Oxidative modifications, mitochondrial dysfunction, and impaired protein degradation in Parkinson's disease: how neurons are lost in the Bermuda triangle

Kristen A Malkus¹ , Elpida Tsika^1,2 and Harry Ischiropoulos^1,3,4

¹  The Joseph Stokes Jr Research Institute, The Children's Hospital of Philadelphia, Philadelphia, Pennsylvania, USA

²  The Department of Molecular Biology and Genetics, Democritus University of Thrace, Alexandroupolis, Greece

³  Department of Pediatrics, The University of Pennsylvania, Philadelphia, Pennsylvania, USA

⁴  Department of Pharmacology, The University of Pennsylvania, Philadelphia, Pennsylvania, USA

author email corresponding author email

Molecular Neurodegeneration 2009, 4:24doi:10.1186/1750-1326-4-24

Published:	5 June 2009

Abstract

While numerous hypotheses have been proposed to explain the molecular mechanisms underlying the pathogenesis of neurodegenerative diseases, the theory of oxidative stress has received considerable support. Although many correlations have been established and encouraging evidence has been obtained, conclusive proof of causation for the oxidative stress hypothesis is lacking and potential cures have not emerged.
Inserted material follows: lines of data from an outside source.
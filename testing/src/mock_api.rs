//! A mock ticketing API.

use serde_json::json;
use std::time::Duration;
use ticketing_sdk_core::{ApiContext, ClientSettings, Environment, SharedContext};
use wiremock::matchers::{body_json, method, path};
use wiremock::{Mock, MockServer, ResponseTemplate};

/// User name accepted by [`MockApi::mock_login`].
pub const TEST_USER: &str = "test-user";
/// Password accepted by [`MockApi::mock_login`].
pub const TEST_PASSWORD: &str = "test-password";
/// Token issued by [`MockApi::mock_login`].
pub const TEST_TOKEN: &str = "test-token";

/// A `wiremock` server standing in for every service host.
///
/// Contexts built here carry a base-URL override, so every service sends
/// its requests to this one server.
pub struct MockApi {
    server: MockServer,
}

impl std::fmt::Debug for MockApi {
    fn fmt(&self, f: &mut std::fmt::Formatter<'_>) -> std::fmt::Result {
        f.debug_struct("MockApi").field("uri", &self.uri()).finish()
    }
}

impl MockApi {
    /// Start a server on a random local port.
    pub async fn start() -> Self {
        Self {
            server: MockServer::start().await,
        }
    }

    /// The underlying server, for mounting mocks.
    #[must_use]
    pub const fn server(&self) -> &MockServer {
        &self.server
    }

    /// Base URI of the server.
    #[must_use]
    pub fn uri(&self) -> String {
        self.server.uri()
    }

    /// Anonymous context pointed at this server.
    #[must_use]
    pub fn context(&self) -> ApiContext {
        ApiContext::new(Environment::Qa).with_base_url(self.uri())
    }

    /// Context with [`TEST_USER`] credentials, not yet logged in.
    #[must_use]
    pub fn jwt_context(&self) -> ApiContext {
        self.context().with_credentials(TEST_USER, TEST_PASSWORD)
    }

    /// Context already holding [`TEST_TOKEN`].
    #[must_use]
    pub fn token_context(&self) -> ApiContext {
        self.jwt_context().with_access_token(TEST_TOKEN)
    }

    /// [`MockApi::context`], shared.
    #[must_use]
    pub fn shared_context(&self) -> SharedContext {
        self.context().into_shared()
    }

    /// Settings with a short timeout and cache TTL.
    #[must_use]
    pub fn settings(&self) -> ClientSettings {
        ClientSettings::default()
            .with_timeout(Duration::from_secs(5))
            .with_cache_ttl(Duration::from_secs(60))
    }

    /// Accept `POST /login` with [`TEST_USER`] and issue [`TEST_TOKEN`],
    /// exactly `times` times.
    pub async fn mock_login(&self, times: u64) {
        Mock::given(method("POST"))
            .and(path("/login"))
            .and(body_json(json!({"username": TEST_USER, "password": TEST_PASSWORD})))
            .respond_with(ResponseTemplate::new(200).set_body_json(json!({"token": TEST_TOKEN})))
            .expect(times)
            .mount(&self.server)
            .await;
    }

    /// Number of requests the server received for `request_path`.
    pub async fn hits(&self, request_path: &str) -> usize {
        self.server
            .received_requests()
            .await
            .unwrap_or_default()
            .iter()
            .filter(|request| request.url.path() == request_path)
            .count()
    }
}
Therefore it is likely that other factors, possibly in coordination with oxidative stress, contribute to neuron death. Using Parkinson's disease (PD) as the paradigm, this review explores the hypothesis that oxidative modifications, mitochondrial functional disruption, and impairment of protein degradation constitute three interrelated molecular pathways that execute neuron death. These intertwined events are the consequence of environmental exposure, genetic factors, and endogenous risks and constitute a "Bermuda triangle" that may be considered the underlying cause of neurodegenerative pathogenesis.